_ACTION ITEM_: Look through the data and write out every line with the word "SystemTime" in it.

_RECORDS TO USE_:
==*==
//! Unique file names from `XXXXXX` templates.
//!
//! Names are derived from the wall clock and a process-wide counter. They are
//! unique enough for temporary files created exclusively, but predictable:
//! never use them where an attacker must not guess the name.

use std::{
    io,
    path::{Path, PathBuf},
    sync::atomic::{AtomicU64, Ordering},
    time::{SystemTime, UNIX_EPOCH},
    vec::Vec,
};

use super::fs::FileSystem;
use crate::macros::trace;

const LETTERS: &[u8; 36] = b"ABCDEFGHIJKLMNOPQRSTUVWXYZ0123456789";
const PLACEHOLDER: &[u8; 6] = b"XXXXXX";
const ATTEMPTS: usize = 100;
const STEP: u64 = 7777;
const USEC_PER_SEC: u64 = 1_000_000;

static COUNTER: AtomicU64 = AtomicU64::new(0);

/// Sequence of candidate suffixes.
#[derive(Debug, Clone)]
pub(crate) struct TempNames {
    value: u64,
    remaining: usize,
}

impl TempNames {
    pub(crate) fn new() -> Self {
        let now_us = SystemTime::now()
            .duration_since(UNIX_EPOCH)
            .map_or(0, |elapsed| elapsed.as_micros() as u64);
        let counter = COUNTER.fetch_add(1, Ordering::Relaxed);
        Self::with_seed(((now_us % USEC_PER_SEC) ^ (now_us / USEC_PER_SEC)).wrapping_add(counter))
    }

    pub(crate) fn with_seed(value: u64) -> Self {
        Self {
            value,
            remaining: ATTEMPTS,
        }
    }
}

impl Iterator for TempNames {
    type Item = [u8; 6];

    fn next(&mut self) -> Option<Self::Item> {
        if self.remaining == 0 {
            return None;
        }
        self.remaining -= 1;
        let mut value = self.value;
        let mut name = [0; 6];
        for letter in &mut name {
            *letter = LETTERS[(value % LETTERS.len() as u64) as usize];
            value /= LETTERS.len() as u64;
        }
        self.value = self.value.wrapping_add(STEP);
        Some(name)
    }
}

/// A path template, with the position of its last `XXXXXX`.
#[derive(Debug)]
pub(crate) struct Template {
    bytes: Vec<u8>,
    placeholder: usize,
}

impl Template {
    pub(crate) fn parse(path: &Path) -> io::Result<Self> {
        let invalid = || io::Error::new(io::ErrorKind::InvalidInput, "template has no XXXXXX");
        let bytes = path_to_bytes(path).ok_or_else(invalid)?;
        let placeholder = bytes
            .windows(PLACEHOLDER.len())
            .rposition(|window| window == PLACEHOLDER)
            .ok_or_else(invalid)?;
        Ok(Self { bytes, placeholder })
    }

    pub(crate) fn with_suffix(&self, name: &[u8; 6]) -> PathBuf {
        let mut bytes = self.bytes.clone();
        bytes[self.placeholder..self.placeholder + PLACEHOLDER.len()].copy_from_slice(name);
        path_from_bytes(bytes)
    }

    pub(crate) fn path(&self) -> PathBuf {
        path_from_bytes(self.bytes.clone())
    }
}

#[cfg(unix)]
fn path_to_bytes(path: &Path) -> Option<Vec<u8>> {
    use std::os::unix::ffi::OsStrExt;
    Some(path.as_os_str().as_bytes().to_vec())
}

#[cfg(not(unix))]
fn path_to_bytes(path: &Path) -> Option<Vec<u8>> {
    path.to_str().map(|s| s.as_bytes().to_vec())
}

#[cfg(unix)]
fn path_from_bytes(bytes: Vec<u8>) -> PathBuf {
    use std::os::unix::ffi::OsStringExt;
    std::ffi::OsString::from_vec(bytes).into()
}

#[cfg(not(unix))]
fn path_from_bytes(bytes: Vec<u8>) -> PathBuf {
    // only ASCII letters are substituted, the template was valid UTF-8
    std::string::String::from_utf8_lossy(&bytes).into_owned().into()
}

/// Creates a new file from `template`, trying successive names while they exist.
///
/// Returns the last path tried along with the outcome.
pub(crate) fn create_temp<F: FileSystem>(
    fs: &F,
    template: &Template,
    mode: u32,
) -> (PathBuf, io::Result<F::File>) {
    let mut path = template.path();
    for name in TempNames::new() {
        path = template.with_suffix(&name);
        match fs.create_new(&path, mode) {
            Err(err) if err.kind() == io::ErrorKind::AlreadyExists => {
                trace!(path = %path.display(), "temporary file exists, trying another name");
            }
            res => return (path, res),
        }
    }
    (path, Err(exhausted()))
}

fn exhausted() -> io::Error {
    #[cfg(unix)]
    return io::Error::from_raw_os_error(libc::EEXIST);
    #[cfg(not(unix))]
    return io::Error::from(io::ErrorKind::AlreadyExists);
}

#[cfg(test)]
mod tests {
    use std::collections::HashSet;

    use super::*;

    #[test]
    fn names_use_alphabet_and_step() {
        let names: Vec<_> = TempNames::with_seed(0).collect();
        assert_eq!(names.len(), ATTEMPTS);
        assert_eq!(&names[0], b"AAAAAA");
        // 7777 = 6 * 36^2 + 0 * 36 + 1
        assert_eq!(&names[1], b"BAGAAA");
        assert!(names
            .iter()
            .flatten()
            .all(|c| c.is_ascii_uppercase() || c.is_ascii_digit()));
        assert_eq!(names.iter().collect::<HashSet<_>>().len(), ATTEMPTS);
    }

    #[test]
    fn template_replaces_last_placeholder() {
        let template = Template::parse(Path::new("/tmp/XXXXXX/fileXXXXXX.txt")).unwrap();
        assert_eq!(
            template.with_suffix(b"ABC123"),
            Path::new("/tmp/XXXXXX/fileABC123.txt")
        );
        let err = Template::parse(Path::new("/tmp/fileXXXXX")).unwrap_err();
        assert_eq!(err.kind(), io::ErrorKind::InvalidInput);
    }
}
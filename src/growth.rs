//! Capacity growth shared by every array flavor.

use core::cmp;

use crate::{macros::error, utils::abort};

/// Smallest allocation handed to the allocator, in bytes.
pub(crate) const MIN_ARRAY_SIZE: usize = 16;
/// Element counts are bounded like a 32-bit length field.
pub(crate) const MAX_ELEMENTS: usize = u32::MAX as usize;

#[derive(Debug, Clone, Copy, PartialEq, Eq)]
pub(crate) struct Growth {
    /// New capacity, in elements.
    pub(crate) capacity: usize,
    /// New allocation size, in bytes.
    pub(crate) bytes: usize,
}

/// Largest element count an array of `elt_size` may hold, terminator slot excluded.
pub(crate) fn max_len(elt_size: usize, terminated: bool) -> usize {
    cmp::min(usize::MAX / 2 / elt_size, MAX_ELEMENTS) - usize::from(terminated)
}

/// Computes the reallocation needed to make room for `additional` elements.
///
/// Returns `None` when the current capacity already fits. Aborts the process
/// when the request would overflow the size limits.
pub(crate) fn grow(
    len: usize,
    capacity: usize,
    additional: usize,
    elt_size: usize,
    terminated: bool,
) -> Option<Growth> {
    debug_assert!(elt_size > 0);
    let max_len = max_len(elt_size, terminated);
    if max_len.saturating_sub(len) < additional {
        overflow(additional);
    }
    let want_len = len + additional + usize::from(terminated);
    if want_len <= capacity {
        return None;
    }
    // cannot overflow: want_len * elt_size <= usize::MAX / 2
    let want_bytes = want_len * elt_size;
    let bytes = cmp::max(want_bytes.next_power_of_two(), MIN_ARRAY_SIZE);
    Some(Growth {
        capacity: cmp::min(bytes / elt_size, MAX_ELEMENTS),
        bytes,
    })
}

#[cold]
#[inline(never)]
#[cfg_attr(not(any(feature = "std", feature = "tracing")), allow(unused_variables))]
fn overflow(additional: usize) -> ! {
    error!(additional, "adding {additional} to array would overflow");
    #[cfg(feature = "std")]
    std::eprintln!("adding {additional} to array would overflow");
    abort()
}
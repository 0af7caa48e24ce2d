use std::collections::HashMap;

use serde_json::Value;

use super::types::{EgoRecord, Node, NodeId, NodeKey, Player};

/// Node id to display label.
#[derive(Clone, Debug, Default, PartialEq)]
pub struct NodeLabels(HashMap<NodeId, String>);

impl NodeLabels {
	/// Later duplicates of an id replace earlier ones.
	pub fn from_nodes(nodes: Vec<Node>) -> Self {
		Self(nodes.into_iter().map(|node| (node.id, node.label)).collect())
	}

	/// Label for `id`, if known.
	pub fn get(&self, id: &NodeId) -> Option<&str> {
		self.0.get(id).map(String::as_str)
	}

	/// Number of known nodes.
	pub fn len(&self) -> usize {
		self.0.len()
	}

	/// True before any node is known.
	pub fn is_empty(&self) -> bool {
		self.0.is_empty()
	}

	/// Replaces a numeric key with its label. Unknown ids and keys that are
	/// already labels are left as they are.
	pub fn resolve(&self, key: &mut NodeKey) {
		if let Some(label) = key.id().and_then(|id| self.get(id)) {
			*key = NodeKey::Label(label.to_owned());
		}
	}
}

/// Player id to its ego list.
#[derive(Clone, Debug, Default, PartialEq)]
pub struct EgoIndex(HashMap<NodeId, Value>);

impl EgoIndex {
	/// Indexes ego lists by player id.
	pub fn from_records(records: Vec<EgoRecord>) -> Self {
		Self(records.into_iter().map(|r| (r.id, r.list)).collect())
	}

	/// Ego list keyed by the original numeric player id.
	pub fn get(&self, id: &NodeId) -> Option<&Value> {
		self.0.get(id)
	}
}

/// Single pass over the player list: attach egos by the original numeric id,
/// then resolve the player id and every neighbor id to labels.
pub fn denormalize(
	mut players: Vec<Player>,
	labels: &NodeLabels,
	egos: Option<&EgoIndex>,
) -> Vec<Player> {
	for player in &mut players {
		if let (Some(egos), Some(id)) = (egos, player.id.id()) {
			if let Some(list) = egos.get(id) {
				player.egos = Some(list.clone());
			}
		}
		labels.resolve(&mut player.id);
		for entry in &mut player.list {
			labels.resolve(&mut entry.n);
		}
	}
	players
}
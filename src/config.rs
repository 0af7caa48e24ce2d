//! Where the player data lives.

/// Node dictionary.
pub const NODES_FILE: &str = "nodes.json";
/// Per-player similarity lists.
pub const SIMILARITIES_FILE: &str = "similarities.json";
/// Per-player ego lists.
pub const EGOS_FILE: &str = "egos.json";

/// Endpoints the loader reads. Paths are relative to `base_url`, which is
/// empty by default so they resolve against the hosting page.
#[derive(Clone, Debug, PartialEq)]
pub struct Sources {
	/// Prepended verbatim to every path.
	pub base_url: String,
	/// Path of the node dictionary.
	pub nodes: String,
	/// Path of the similarity lists.
	pub similarities: String,
	/// Ego lists are optional; without them players carry no `egos`.
	pub egos: Option<String>,
}

impl Default for Sources {
	fn default() -> Self {
		Self {
			base_url: String::new(),
			nodes: NODES_FILE.into(),
			similarities: SIMILARITIES_FILE.into(),
			egos: Some(EGOS_FILE.into()),
		}
	}
}

impl Sources {
	/// The default endpoints minus `egos.json`.
	pub fn without_egos() -> Self {
		Self {
			egos: None,
			..Self::default()
		}
	}

	/// Overrides the empty default prefix.
	pub fn with_base_url(mut self, base_url: impl Into<String>) -> Self {
		self.base_url = base_url.into();
		self
	}

	/// Full url of `nodes.json`.
	pub fn nodes_url(&self) -> String {
		self.url(&self.nodes)
	}

	/// Full url of `similarities.json`.
	pub fn similarities_url(&self) -> String {
		self.url(&self.similarities)
	}

	/// Full url of `egos.json`, unless ego lists are disabled.
	pub fn egos_url(&self) -> Option<String> {
		self.egos.as_deref().map(|path| self.url(path))
	}

	fn url(&self, path: &str) -> String {
		format!("{}{}", self.base_url, path)
	}
}
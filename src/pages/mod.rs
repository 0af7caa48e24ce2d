pub mod not_found;
pub mod players;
==*==
_SOLUTION_:
    time::{SystemTime, UNIX_EPOCH},
        let now_us = SystemTime::now()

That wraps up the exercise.